Wherever "BTreeMap" appears in the records below, copy the line that holds it.

(Collected data)
_ _ _ _ _
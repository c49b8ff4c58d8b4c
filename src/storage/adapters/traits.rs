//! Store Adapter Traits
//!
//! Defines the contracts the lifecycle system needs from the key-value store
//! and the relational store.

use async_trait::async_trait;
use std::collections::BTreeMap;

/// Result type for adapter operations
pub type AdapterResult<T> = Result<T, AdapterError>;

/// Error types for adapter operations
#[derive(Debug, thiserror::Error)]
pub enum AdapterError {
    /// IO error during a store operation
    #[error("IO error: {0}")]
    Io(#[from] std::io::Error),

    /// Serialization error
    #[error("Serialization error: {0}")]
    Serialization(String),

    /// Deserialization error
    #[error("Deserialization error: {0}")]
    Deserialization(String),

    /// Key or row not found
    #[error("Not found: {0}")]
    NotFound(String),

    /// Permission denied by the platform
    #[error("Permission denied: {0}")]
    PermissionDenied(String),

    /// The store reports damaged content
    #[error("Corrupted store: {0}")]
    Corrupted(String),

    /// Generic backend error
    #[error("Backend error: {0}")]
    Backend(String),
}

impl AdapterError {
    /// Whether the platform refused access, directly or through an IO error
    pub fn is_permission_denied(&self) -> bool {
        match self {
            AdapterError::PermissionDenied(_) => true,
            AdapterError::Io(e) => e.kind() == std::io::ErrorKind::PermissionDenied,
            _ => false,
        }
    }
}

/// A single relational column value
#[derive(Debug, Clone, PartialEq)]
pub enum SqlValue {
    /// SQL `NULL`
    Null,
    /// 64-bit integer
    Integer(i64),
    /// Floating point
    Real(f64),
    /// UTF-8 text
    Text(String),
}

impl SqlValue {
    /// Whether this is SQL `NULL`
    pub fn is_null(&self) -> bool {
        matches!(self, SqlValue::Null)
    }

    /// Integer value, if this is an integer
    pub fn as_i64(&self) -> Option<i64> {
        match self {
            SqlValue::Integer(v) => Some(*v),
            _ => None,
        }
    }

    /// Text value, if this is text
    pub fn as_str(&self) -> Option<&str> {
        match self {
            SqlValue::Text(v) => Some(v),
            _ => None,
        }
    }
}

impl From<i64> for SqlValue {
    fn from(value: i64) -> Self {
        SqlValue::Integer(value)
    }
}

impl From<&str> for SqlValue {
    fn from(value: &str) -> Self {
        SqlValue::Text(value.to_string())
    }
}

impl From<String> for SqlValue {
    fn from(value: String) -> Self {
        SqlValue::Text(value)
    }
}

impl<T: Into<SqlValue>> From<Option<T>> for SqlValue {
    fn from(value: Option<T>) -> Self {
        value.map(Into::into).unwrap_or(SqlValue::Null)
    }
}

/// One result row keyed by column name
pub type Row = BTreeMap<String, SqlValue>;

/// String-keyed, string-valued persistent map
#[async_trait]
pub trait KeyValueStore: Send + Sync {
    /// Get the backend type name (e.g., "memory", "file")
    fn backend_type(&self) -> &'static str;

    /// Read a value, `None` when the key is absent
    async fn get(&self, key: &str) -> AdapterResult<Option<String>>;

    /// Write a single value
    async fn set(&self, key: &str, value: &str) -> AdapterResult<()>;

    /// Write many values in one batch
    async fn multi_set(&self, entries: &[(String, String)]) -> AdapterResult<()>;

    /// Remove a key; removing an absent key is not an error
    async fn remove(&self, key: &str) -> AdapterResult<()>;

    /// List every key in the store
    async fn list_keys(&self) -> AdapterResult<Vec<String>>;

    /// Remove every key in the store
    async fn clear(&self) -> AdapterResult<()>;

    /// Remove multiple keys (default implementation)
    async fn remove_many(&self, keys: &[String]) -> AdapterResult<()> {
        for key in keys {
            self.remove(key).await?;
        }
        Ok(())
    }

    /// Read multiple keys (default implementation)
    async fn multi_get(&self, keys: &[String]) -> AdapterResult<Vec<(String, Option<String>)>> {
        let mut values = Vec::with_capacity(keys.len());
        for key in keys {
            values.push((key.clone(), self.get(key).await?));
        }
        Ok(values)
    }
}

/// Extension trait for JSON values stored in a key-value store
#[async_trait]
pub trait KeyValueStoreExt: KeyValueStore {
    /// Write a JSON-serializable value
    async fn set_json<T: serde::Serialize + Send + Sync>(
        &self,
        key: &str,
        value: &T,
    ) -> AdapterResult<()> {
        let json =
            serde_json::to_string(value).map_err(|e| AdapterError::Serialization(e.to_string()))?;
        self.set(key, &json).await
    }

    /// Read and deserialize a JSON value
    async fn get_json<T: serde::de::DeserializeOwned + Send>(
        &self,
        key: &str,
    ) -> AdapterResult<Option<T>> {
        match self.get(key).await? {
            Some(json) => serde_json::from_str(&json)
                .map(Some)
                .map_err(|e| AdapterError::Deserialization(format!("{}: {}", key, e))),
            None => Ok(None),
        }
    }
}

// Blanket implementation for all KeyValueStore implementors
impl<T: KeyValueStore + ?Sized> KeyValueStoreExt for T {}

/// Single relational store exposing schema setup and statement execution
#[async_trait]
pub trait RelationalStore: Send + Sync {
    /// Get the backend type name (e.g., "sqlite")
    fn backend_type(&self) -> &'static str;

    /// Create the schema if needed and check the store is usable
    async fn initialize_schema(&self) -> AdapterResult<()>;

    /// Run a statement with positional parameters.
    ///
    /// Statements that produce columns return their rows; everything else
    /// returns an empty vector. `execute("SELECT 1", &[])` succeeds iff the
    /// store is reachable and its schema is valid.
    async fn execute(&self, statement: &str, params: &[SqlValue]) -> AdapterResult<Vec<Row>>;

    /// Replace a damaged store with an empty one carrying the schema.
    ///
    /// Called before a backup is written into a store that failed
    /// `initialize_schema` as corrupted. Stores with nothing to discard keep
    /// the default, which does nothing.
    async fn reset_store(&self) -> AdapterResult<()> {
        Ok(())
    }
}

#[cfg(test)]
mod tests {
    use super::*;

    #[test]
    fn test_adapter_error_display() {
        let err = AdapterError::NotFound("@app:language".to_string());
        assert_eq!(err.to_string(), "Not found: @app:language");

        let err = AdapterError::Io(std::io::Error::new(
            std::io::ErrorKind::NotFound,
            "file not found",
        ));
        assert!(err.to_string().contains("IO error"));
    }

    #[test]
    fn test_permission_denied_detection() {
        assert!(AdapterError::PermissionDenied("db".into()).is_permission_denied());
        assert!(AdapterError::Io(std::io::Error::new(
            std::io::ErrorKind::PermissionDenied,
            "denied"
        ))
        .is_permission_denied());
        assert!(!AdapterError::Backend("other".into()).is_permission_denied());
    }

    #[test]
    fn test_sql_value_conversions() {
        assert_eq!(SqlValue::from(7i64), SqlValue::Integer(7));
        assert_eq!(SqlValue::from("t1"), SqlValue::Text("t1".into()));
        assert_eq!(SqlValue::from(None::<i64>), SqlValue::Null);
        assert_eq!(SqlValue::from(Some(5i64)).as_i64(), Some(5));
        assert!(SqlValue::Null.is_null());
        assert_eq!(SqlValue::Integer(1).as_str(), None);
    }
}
_ _ _ _ _
■ **OUTPUT FOR THIS EXERCISE**:
use std::collections::BTreeMap;
pub type Row = BTreeMap<String, SqlValue>;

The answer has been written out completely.